In a lightning tour of Iceland, Ireland, Germany and his home country the USA, Michael Lewis attempts to show us why those countries reacted in the way they did to the easy credit of the early 2000s, and how they were (in 2011 when this book came out) dealing with the consequences.
This is exactly the sort of book that really annoys me: shallow while seeming smart, full of pointless "colour", and leaving the reader none the wiser in any real sense when they finish. I guess one thing it does do is point the reader in the general direction of where they might look to find out the real story.
Lewis starts in Iceland, where he spends more time describing the social activities of Icelandic men and women than going into the details of exactly how the country effectively became bankrupt.
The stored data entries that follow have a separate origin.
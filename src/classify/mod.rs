//! Permission classification
//!
//! Assigns every permission record to exactly one report group: global
//! bindings first, then by inventory type prefix, falling back to Other.

use std::collections::BTreeMap;

use crate::models::{PermissionGroup, PermissionRecord, PermissionSource};

/// Records bucketed by group. Every group is present, even when empty.
#[derive(Debug, Clone, Default)]
pub struct Classification {
    pub groups: BTreeMap<PermissionGroup, Vec<PermissionRecord>>,
    pub counts: BTreeMap<PermissionGroup, usize>,
}

impl Classification {
    pub fn total(&self) -> usize {
        self.counts.values().sum()
    }

    /// Groups with at least one record, in report order
    pub fn non_empty(&self) -> impl Iterator<Item = (&PermissionGroup, &Vec<PermissionRecord>)> {
        self.groups.iter().filter(|(_, records)| !records.is_empty())
    }
}

/// Ordered entity type rules; the first prefix hit wins
const TYPE_RULES: &[(PermissionGroup, &[&str])] = &[
    (PermissionGroup::VirtualMachine, &["virtualmachine", "vm"]),
    (PermissionGroup::VMHost, &["hostsystem", "vmhost", "esxi"]),
    (PermissionGroup::Cluster, &["clustercomputeresource", "cluster"]),
    (PermissionGroup::Datastore, &["datastore"]),
    (PermissionGroup::Folder, &["folder"]),
    (PermissionGroup::Datacenter, &["datacenter"]),
    (
        PermissionGroup::Network,
        &["network", "distributedvirtualswitch", "distributedvirtualportgroup"],
    ),
    (PermissionGroup::ResourcePool, &["resourcepool"]),
];

/// Pick the group for a single record
pub fn group_for(record: &PermissionRecord) -> PermissionGroup {
    if record.source == PermissionSource::Global {
        return PermissionGroup::Global;
    }

    let entity_type = record.entity_type.trim().to_ascii_lowercase();
    for (group, prefixes) in TYPE_RULES {
        let hit = prefixes.iter().any(|prefix| {
            // "VM*" would otherwise swallow "VMHost"
            entity_type.starts_with(prefix)
                && !(*prefix == "vm" && entity_type.starts_with("vmhost"))
        });
        if hit {
            return *group;
        }
    }

    PermissionGroup::Other
}

/// Bucket records by group and count them
pub fn classify(records: &[PermissionRecord]) -> Classification {
    let mut classification = Classification {
        groups: PermissionGroup::ALL.iter().map(|g| (*g, Vec::new())).collect(),
        counts: PermissionGroup::ALL.iter().map(|g| (*g, 0)).collect(),
    };

    for record in records {
        let group = group_for(record);
        classification.groups.entry(group).or_default().push(record.clone());
        *classification.counts.entry(group).or_insert(0) += 1;
    }

    classification
}

#[cfg(test)]
mod tests {
    use super::*;

    fn record(entity_type: &str) -> PermissionRecord {
        PermissionRecord::new("obj", entity_type, "DOMAIN\\user", "Read-only")
    }

    #[test]
    fn test_global_source_wins_over_type() {
        let r = record("VirtualMachine").with_source(PermissionSource::Global);
        assert_eq!(group_for(&r), PermissionGroup::Global);
    }

    #[test]
    fn test_type_prefixes() {
        let cases = [
            ("VirtualMachine", PermissionGroup::VirtualMachine),
            ("VM", PermissionGroup::VirtualMachine),
            ("VMTemplate", PermissionGroup::VirtualMachine),
            ("HostSystem", PermissionGroup::VMHost),
            ("VMHost", PermissionGroup::VMHost),
            ("ESXiHost", PermissionGroup::VMHost),
            ("ClusterComputeResource", PermissionGroup::Cluster),
            ("Cluster", PermissionGroup::Cluster),
            ("Datastore", PermissionGroup::Datastore),
            ("DatastoreCluster", PermissionGroup::Datastore),
            ("Folder", PermissionGroup::Folder),
            ("Datacenter", PermissionGroup::Datacenter),
            ("Network", PermissionGroup::Network),
            ("DistributedVirtualSwitch", PermissionGroup::Network),
            ("DistributedVirtualPortgroup", PermissionGroup::Network),
            ("ResourcePool", PermissionGroup::ResourcePool),
            ("VirtualApp", PermissionGroup::Other),
            ("", PermissionGroup::Other),
        ];

        for (entity_type, expected) in cases {
            assert_eq!(group_for(&record(entity_type)), expected, "entity type '{}'", entity_type);
        }
    }

    #[test]
    fn test_type_matching_ignores_case() {
        assert_eq!(group_for(&record("virtualmachine")), PermissionGroup::VirtualMachine);
        assert_eq!(group_for(&record("HOSTSYSTEM")), PermissionGroup::VMHost);
    }

    #[test]
    fn test_all_groups_present_when_empty() {
        let classification = classify(&[]);
        assert_eq!(classification.groups.len(), PermissionGroup::ALL.len());
        assert_eq!(classification.counts.len(), PermissionGroup::ALL.len());
        assert!(classification.counts.values().all(|count| *count == 0));
        assert_eq!(classification.non_empty().count(), 0);
    }

    #[test]
    fn test_each_record_lands_in_exactly_one_group() {
        let types = [
            "VirtualMachine", "HostSystem", "ClusterComputeResource", "Datastore", "Folder",
            "Datacenter", "Network", "ResourcePool", "VirtualApp", "VMHost",
        ];
        for entity_type in types {
            for source in [PermissionSource::Global, PermissionSource::Object] {
                let r = record(entity_type).with_source(source);
                let classification = classify(std::slice::from_ref(&r));
                let hits: usize = classification
                    .groups
                    .values()
                    .map(|records| records.iter().filter(|x| **x == r).count())
                    .sum();
                assert_eq!(hits, 1, "{} / {:?}", entity_type, source);
                assert_eq!(classification.total(), 1);
            }
        }
    }

    #[test]
    fn test_counts_match_groups() {
        let records = vec![
            record("VirtualMachine"),
            record("VirtualMachine"),
            record("Datacenter"),
            record("Folder").with_source(PermissionSource::Global),
        ];
        let classification = classify(&records);
        assert_eq!(classification.counts[&PermissionGroup::VirtualMachine], 2);
        assert_eq!(classification.counts[&PermissionGroup::Datacenter], 1);
        assert_eq!(classification.counts[&PermissionGroup::Global], 1);
        assert_eq!(classification.counts[&PermissionGroup::Folder], 0);
        for (group, records) in &classification.groups {
            assert_eq!(classification.counts[group], records.len());
        }
    }
}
He moves on to Greece, where he has fun describing their breakdown, and Ireland, where he does spend more time on the ins-and-outs of their banking problem, and on to Germany, where he marvels that a country so "smart" lent so much money on "dumb" schemes, and on the way buys into pretty much every German stereotype.
When he returns to the US, he shows how the financial crisis was hitting hardest at the smallest governmental units, using the examples of San Jose (which was going bankrupt) and Vallego (which had). He leaves the reader with the warning that what had happened overseas was coming for America.
It's such a shame that books like these get written for the lowest common denominator. I found myself wishing for less personal stuff (why did he interview Arnold Schwarznegger while riding a bike? I didn't pick up this book to learn about the Governator's riding style), and more in-depth analysis of what went wrong and why.
This was written to sell heaps of copies when it came out - it was not a book written with the future in mind, so I imagine only fools like me would be reading it ten years later. Needless to say, I'm not recommending it.